Psychiatric screening among Type II diabetic patients: Validity of the General Health Questionnaire-12.

Author: El Rufaie Omer E , Bener Abdulbari, Abuzeid Mohmed S, Ali Tahira A

Source:
Saudi Medical Journal. March, 1999; 20 (3): 246-250.
Objectives: Recent studies indicate that diabetes mellitus, may especially be associated with psychiatric morbidity. Moreover, certain symptoms may occur in both diabetes and psychiatric disorder. This necessitates the development of effective methods for identifying psychiatric disorder among diabetic patients. The aim of this study is to investigate the validity of the Arabic version of the 12-item General Health Questionnaire (GHQ-12) as a screening instrument for psychiatric morbidity among Type II diabetic patients and to define the best cut-off point. Methods: The study was carried out in a primary health care center, in Al-Ain, United Arab Emirates. A randomly selected sample (n=3D71) of non-hypertensive, Type II diabetic, United Arab Emirate nationals, aged 31-73 years who were not suffering from any other chronic medical illness was studied.

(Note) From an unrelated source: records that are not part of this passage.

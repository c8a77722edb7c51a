//! Generic HTML directory source
//!
//! Most jurisdiction directories are a listing page with one repeated element per
//! parish. [`HtmlDirectoryScraper`] reads such pages through the CSS selectors of
//! a `[[source]]` entry: `item` picks the repeated element, every other selector
//! is evaluated inside it.

use crate::config::{SelectorConfig, SourceEntry};
use crate::record::CandidateRecord;
use crate::robots::RobotsCache;
use crate::source::{fetch_page, RawPayload, SourceError, SourceScraper};
use crate::ConfigError;
use async_trait::async_trait;
use reqwest::Client;
use scraper::{ElementRef, Html, Selector};
use std::sync::Arc;
use url::Url;

/// Field selectors compiled once per source
#[derive(Debug)]
struct CompiledSelectors {
    item: Selector,
    name: Selector,
    address: Option<Selector>,
    city: Option<Selector>,
    state: Option<Selector>,
    zip: Option<Selector>,
    clergy: Option<Selector>,
    website: Option<Selector>,
    phone: Option<Selector>,
    email: Option<Selector>,
}

impl CompiledSelectors {
    fn compile(source_id: &str, config: &SelectorConfig) -> Result<Self, ConfigError> {
        let parse = |css: &str| {
            Selector::parse(css).map_err(|e| {
                ConfigError::InvalidSelector(format!(
                    "source '{}': cannot parse selector '{}': {:?}",
                    source_id, css, e
                ))
            })
        };
        let parse_opt = |css: &Option<String>| css.as_deref().map(parse).transpose();

        Ok(Self {
            item: parse(&config.item)?,
            name: parse(&config.name)?,
            address: parse_opt(&config.address)?,
            city: parse_opt(&config.city)?,
            state: parse_opt(&config.state)?,
            zip: parse_opt(&config.zip)?,
            clergy: parse_opt(&config.clergy)?,
            website: parse_opt(&config.website)?,
            phone: parse_opt(&config.phone)?,
            email: parse_opt(&config.email)?,
        })
    }
}

/// Listing-page source driven by CSS selectors
pub struct HtmlDirectoryScraper {
    entry: SourceEntry,
    selectors: CompiledSelectors,
    client: Client,
    robots: Arc<RobotsCache>,
}

impl HtmlDirectoryScraper {
    /// Creates a scraper for one configured source
    ///
    /// # Arguments
    ///
    /// * `entry` - The `[[source]]` configuration
    /// * `client` - Shared HTTP client
    /// * `robots` - Shared robots.txt cache
    ///
    /// # Returns
    ///
    /// * `Ok(HtmlDirectoryScraper)` - Ready to fetch
    /// * `Err(ConfigError::InvalidSelector)` - A selector does not parse
    pub fn new(entry: SourceEntry, client: Client, robots: Arc<RobotsCache>) -> Result<Self, ConfigError> {
        let selectors = CompiledSelectors::compile(&entry.id, &entry.selectors)?;
        Ok(Self {
            entry,
            selectors,
            client,
            robots,
        })
    }

    fn extract(&self, item: ElementRef<'_>, page_url: &Url) -> CandidateRecord {
        let text = |selector: &Option<Selector>| selector.as_ref().and_then(|s| first_text(item, s));

        CandidateRecord {
            source_id: self.entry.id.clone(),
            name: first_text(item, &self.selectors.name).unwrap_or_default(),
            jurisdiction: self.entry.jurisdiction.clone(),
            address: text(&self.selectors.address),
            city: text(&self.selectors.city),
            state: text(&self.selectors.state),
            zip_code: text(&self.selectors.zip),
            clergy_contact: text(&self.selectors.clergy),
            website: self
                .selectors
                .website
                .as_ref()
                .and_then(|s| first_link(item, s, page_url)),
            contact_phone: self
                .selectors
                .phone
                .as_ref()
                .and_then(|s| first_href_or_text(item, s, "tel:")),
            contact_email: self
                .selectors
                .email
                .as_ref()
                .and_then(|s| first_href_or_text(item, s, "mailto:")),
            source_url: Some(page_url.to_string()),
        }
    }
}

#[async_trait]
impl SourceScraper for HtmlDirectoryScraper {
    fn id(&self) -> &str {
        &self.entry.id
    }

    fn jurisdiction(&self) -> &str {
        &self.entry.jurisdiction
    }

    fn urls(&self) -> Vec<String> {
        self.entry.urls.clone()
    }

    async fn fetch(&self, url: &str) -> Result<RawPayload, SourceError> {
        let parsed = Url::parse(url).map_err(|e| SourceError::Parse {
            url: url.to_string(),
            message: format!("invalid URL: {}", e),
        })?;

        if !self.robots.is_allowed(&parsed).await {
            return Err(SourceError::RobotsDenied { url: url.to_string() });
        }

        fetch_page(&self.client, url).await
    }

    fn parse(&self, payload: &RawPayload) -> Result<Vec<CandidateRecord>, SourceError> {
        if let Some(content_type) = &payload.content_type {
            if !content_type.to_ascii_lowercase().contains("html") {
                return Err(SourceError::Parse {
                    url: payload.url.clone(),
                    message: format!("expected HTML, got '{}'", content_type),
                });
            }
        }

        let page_url = Url::parse(&payload.final_url).map_err(|e| SourceError::Parse {
            url: payload.url.clone(),
            message: format!("invalid page URL: {}", e),
        })?;

        let document = Html::parse_document(&payload.body);
        Ok(document
            .select(&self.selectors.item)
            .map(|item| self.extract(item, &page_url))
            .collect())
    }
}

/// Whitespace-collapsed text of the first match
fn first_text(scope: ElementRef<'_>, selector: &Selector) -> Option<String> {
    let element = scope.select(selector).next()?;
    let text = element.text().collect::<Vec<_>>().join(" ");
    let text = text.split_whitespace().collect::<Vec<_>>().join(" ");
    if text.is_empty() {
        None
    } else {
        Some(text)
    }
}

/// The first match's `href` resolved against the page, or its text
fn first_link(scope: ElementRef<'_>, selector: &Selector, page_url: &Url) -> Option<String> {
    let element = scope.select(selector).next()?;
    match element.value().attr("href") {
        Some(href) => page_url.join(href.trim()).ok().map(|u| u.to_string()),
        None => first_text(scope, selector),
    }
}

/// The first match's `href` with `scheme` stripped (e.g. `mailto:`), or its text
fn first_href_or_text(scope: ElementRef<'_>, selector: &Selector, scheme: &str) -> Option<String> {
    let element = scope.select(selector).next()?;
    if let Some(href) = element.value().attr("href") {
        if let Some(stripped) = href.trim().strip_prefix(scheme) {
            let value = stripped.split('?').next().unwrap_or_default().trim();
            if !value.is_empty() {
                return Some(value.to_string());
            }
        }
    }
    first_text(scope, selector)
}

Study subjects were interviewed by a primary health care physician, who assisted them to complete a ciodemographic questionnaire and the Arabic version of the GHQ-12. Then, all subjects were interviewed by a psychiatrist using the Clinical Interview Schedule. Identified cases were assigned 10th version of International Classification of Diseases (ICD-10) diagnoses. Correlation's were explored using Biserial, Kendall's tau and Spearman rank correlation. The validity of the instrument was tested by performing the diagnostic measures of sensitivity and specificity. The stepwise regression analysis was performed to find out the best predictors for a psychiatric case. Discriminate functional analysis was used to assess the discriminatory powers of GHQ-12. Results: Using the simple Likert scoring method (0,1,2,3), the best cut-off point of the GHQ-12, that balances between sensitivity and specificity was 11/12 with a sensitivity of 81.4% and specificity of 77.8%. The total discriminatory power of the GHQ-12 was 82%, and it was found to have a significant concurrent validity. Questions 2,4 and 6 proved to be the best predictors for psychiatric disorder. Conclusions: The Arabic version of the GHQ-12 proved to be a valid instrument for detecting non-psychotic psychiatric disorders among type II diabetic patients in primary health care settings.